Hard Callus Formation and Endochondral Ossification (3–12 weeks). The hard callus stage begins when osteoblasts move into the soft callus and start laying down new bone. As this happens, the soft, cartilage‑based callus gradually mineralises and turns into a hard, bony callus made of immature woven bone. This transformation—called endochondral ossification—strengthens the fracture site and provides much greater structural stability. This phase can last several months, depending on the fracture’s severity and location.
Remodeling Phase (months to years). The remodelling phase is the final and longest stage of bone healing. During this time, the immature woven bone formed earlier is gradually reshaped into strong, mature bone. Osteoclasts remove excess or poorly aligned bone, while osteoblasts lay down new, organised bone in a process called bone modelling. Over months to years, the bone slowly adapts to everyday mechanical stresses and regains its normal structure and strength.
What are my treatment options?
The treatment for stress fractures depends on its severity and location. The treatment goal is to relieve your symptoms, promote healing and prevent further damage.

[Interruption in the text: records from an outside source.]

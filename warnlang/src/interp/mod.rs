//! Tree-walking interpreter

mod env;
mod error;
mod eval;
mod value;

pub use env::{Binding, Scope};
pub use error::{ErrorKind, Frame, InterpResult, RuntimeError};
pub use eval::{Interpreter, eval_binary};
pub use value::{Output, Value};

Common treatment options include:
Activity modification. This is often the first step in treatment. It includes temporarily stopping participation in sports that may have contributed to the stress fracture. This allows the bone to heal naturally and prevents any further damage by avoiding stressful activities
Pain relief medication
Immobilisation. If you cannot walk without pain, a temporary cast or walking boot should relieve stress on the bone and promote healing.
Rehabilitation and strengthening. Once the pain starts to ease, you can begin doing exercises to strengthen the muscles in your lower legs. Stronger muscles will help prevent shin splints from coming back
How does Focused shockwave therapy treat bony injuries?

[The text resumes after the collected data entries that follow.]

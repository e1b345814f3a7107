//! Expression AST nodes

use std::cell::OnceCell;

use super::{RawNumber, Spanned, Width};
use crate::types::{self, Scalar};
use serde::{Deserialize, Serialize};

/// Expression or statement node
#[derive(Debug, Clone, PartialEq, Serialize, Deserialize)]
pub enum Expr {
    /// Numeric literal
    Number(NumberLit),

    /// Variable reference
    Var(String),

    /// Typed declaration: `i32 [const] x = value`
    Bind {
        name: Spanned<String>,
        width: Width,
        is_const: bool,
        value: Box<Spanned<Expr>>,
    },

    /// Unary operation
    Unary {
        op: UnOp,
        expr: Box<Spanned<Expr>>,
    },

    /// Binary operation
    Binary {
        left: Box<Spanned<Expr>>,
        op: BinOp,
        right: Box<Spanned<Expr>>,
    },

    /// `++x` or `x++`
    Increment {
        target: Spanned<String>,
        prefix: bool,
    },

    /// `--x` or `x--`
    Decrement {
        target: Spanned<String>,
        prefix: bool,
    },

    /// Compound assignment: `incr x by amount`, `decr`, `mult`, `div`
    Update {
        op: UpdateOp,
        target: Spanned<String>,
        amount: Box<Spanned<Expr>>,
    },

    /// if / elif / else chain
    If {
        cases: Vec<IfCase>,
        else_branch: Option<Box<Spanned<Expr>>>,
    },

    /// while cond { body }
    While {
        cond: Box<Spanned<Expr>>,
        body: Box<Spanned<Expr>>,
    },

    /// for var in start...end [step step] { body }
    For {
        var: Spanned<String>,
        start: Box<Spanned<Expr>>,
        end: Box<Spanned<Expr>>,
        step: Option<Box<Spanned<Expr>>>,
        body: Box<Spanned<Expr>>,
    },

    /// `start...end` outside a for header
    Range {
        start: Box<Spanned<Expr>>,
        end: Box<Spanned<Expr>>,
    },

    /// Braced statement list
    Block(Vec<Spanned<Expr>>),
}

impl Expr {
    /// Statements that end in a block and need no `;`
    pub fn is_block_terminated(&self) -> bool {
        matches!(self, Expr::If { .. } | Expr::While { .. } | Expr::For { .. })
    }
}

/// One `if`/`elif` arm
#[derive(Debug, Clone, PartialEq, Serialize, Deserialize)]
pub struct IfCase {
    pub cond: Spanned<Expr>,
    pub body: Spanned<Expr>,
}

/// Numeric literal node.
///
/// The range check and the cast to the literal's width happen the first time
/// the node is evaluated; the outcome is cached on the node so loop bodies
/// that revisit it never check or cast again.
#[derive(Debug, Clone, PartialEq, Serialize, Deserialize)]
pub struct NumberLit {
    pub raw: RawNumber,
    /// Width back-annotated from an enclosing declaration
    pub width: Option<Width>,
    #[serde(skip)]
    resolved: OnceCell<Option<Scalar>>,
}

impl NumberLit {
    pub fn new(raw: RawNumber) -> Self {
        NumberLit {
            raw,
            width: None,
            resolved: OnceCell::new(),
        }
    }

    pub fn with_width(raw: RawNumber, width: Width) -> Self {
        NumberLit {
            width: Some(width),
            ..NumberLit::new(raw)
        }
    }

    /// Declared width, or the default for this kind of literal
    pub fn effective_width(&self) -> Width {
        self.width.unwrap_or_else(|| self.raw.default_width())
    }

    /// Range-checked, cast value; `None` when the literal does not fit
    pub fn resolve(&self) -> Option<Scalar> {
        *self.resolved.get_or_init(|| {
            let width = self.effective_width();
            let fits = types::is_value_in_range(width, self.raw);
            tracing::trace!(raw = %self.raw, %width, fits, "literal range check");
            fits.then(|| Scalar::from_raw(width, self.raw))
        })
    }

    /// Whether the one-time check has already run
    pub fn is_resolved(&self) -> bool {
        self.resolved.get().is_some()
    }
}

/// Binary operator
#[derive(Debug, Clone, Copy, PartialEq, Eq, Serialize, Deserialize)]
pub enum BinOp {
    // Arithmetic
    Add,
    Sub,
    Mul,
    Div,
    Pow,

    // Comparison
    Eq,
    Ne,
    Lt,
    Gt,
    Le,
    Ge,

    // Logical
    And,
    Or,
}

impl std::fmt::Display for BinOp {
    fn fmt(&self, f: &mut std::fmt::Formatter<'_>) -> std::fmt::Result {
        match self {
            BinOp::Add => write!(f, "+"),
            BinOp::Sub => write!(f, "-"),
            BinOp::Mul => write!(f, "*"),
            BinOp::Div => write!(f, "/"),
            BinOp::Pow => write!(f, "^"),
            BinOp::Eq => write!(f, "=="),
            BinOp::Ne => write!(f, "!="),
            BinOp::Lt => write!(f, "<"),
            BinOp::Gt => write!(f, ">"),
            BinOp::Le => write!(f, "<="),
            BinOp::Ge => write!(f, ">="),
            BinOp::And => write!(f, "&&"),
            BinOp::Or => write!(f, "||"),
        }
    }
}

/// Unary operator
#[derive(Debug, Clone, Copy, PartialEq, Eq, Serialize, Deserialize)]
pub enum UnOp {
    /// Negation (-)
    Neg,
    /// Unary plus (+), a no-op
    Plus,
    /// Logical not (!)
    Not,
}

impl std::fmt::Display for UnOp {
    fn fmt(&self, f: &mut std::fmt::Formatter<'_>) -> std::fmt::Result {
        match self {
            UnOp::Neg => write!(f, "-"),
            UnOp::Plus => write!(f, "+"),
            UnOp::Not => write!(f, "!"),
        }
    }
}

/// Compound assignment keyword
#[derive(Debug, Clone, Copy, PartialEq, Eq, Serialize, Deserialize)]
pub enum UpdateOp {
    Incr,
    Decr,
    Mult,
    Div,
}

impl UpdateOp {
    /// Arithmetic the update performs
    pub fn bin_op(self) -> BinOp {
        match self {
            UpdateOp::Incr => BinOp::Add,
            UpdateOp::Decr => BinOp::Sub,
            UpdateOp::Mult => BinOp::Mul,
            UpdateOp::Div => BinOp::Div,
        }
    }

    /// Operation name used in diagnostics
    pub fn describe(self) -> &'static str {
        match self {
            UpdateOp::Incr => "increment by",
            UpdateOp::Decr => "decrement by",
            UpdateOp::Mult => "multiplication by",
            UpdateOp::Div => "division by",
        }
    }
}

impl std::fmt::Display for UpdateOp {
    fn fmt(&self, f: &mut std::fmt::Formatter<'_>) -> std::fmt::Result {
        match self {
            UpdateOp::Incr => write!(f, "incr"),
            UpdateOp::Decr => write!(f, "decr"),
            UpdateOp::Mult => write!(f, "mult"),
            UpdateOp::Div => write!(f, "div"),
        }
    }
}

Focused shockwave is a non-invasive procedure that utilises high-intensity sound waves to penetrate deep into the tissues, stimulating the cellular response at the fracture site, increasing the rate of fracture healing.
The cellular responses include:
Osteoinduction. Focused shockwave therapy has been shown to stimulate osteoblast activity (osteoblasts are cells which are responsible for laying down new bone tissue) which is essential for bone healing.
Periosteal stimulation. Focused shockwave is believed to stimulate the periosteum. This causes cells to migrate into the damaged site of injury and form a callus.
Neovascularisation. Bone tissue has a high demand for blood, hence why it is high vascularised. Focused shockwave has been shown to stimulate the development of new blood vessels in damaged bone, a process known as neovascularisation.
Although the overall evidence for Focused shockwave therapy is considered low quality (i.e. case studies). It shows promising results for stress fracture healing as there is an increase in local blood supply and production of an effective hematoma (blood clot) at the site of the fracture.
What is Victor the Physio’s approach to treating Stress fractures?
My approach involves activity modification and a rehab program that encourages cross training such as swimming, deep-water running, or cycling. This allows my clients to maintain their cardiovascular fitness whilst the fracture heals and remains offloaded. For delayed-union or non-union fractures i recommend a course of Focused shockwave therapy to improve the stimulus for bone healing.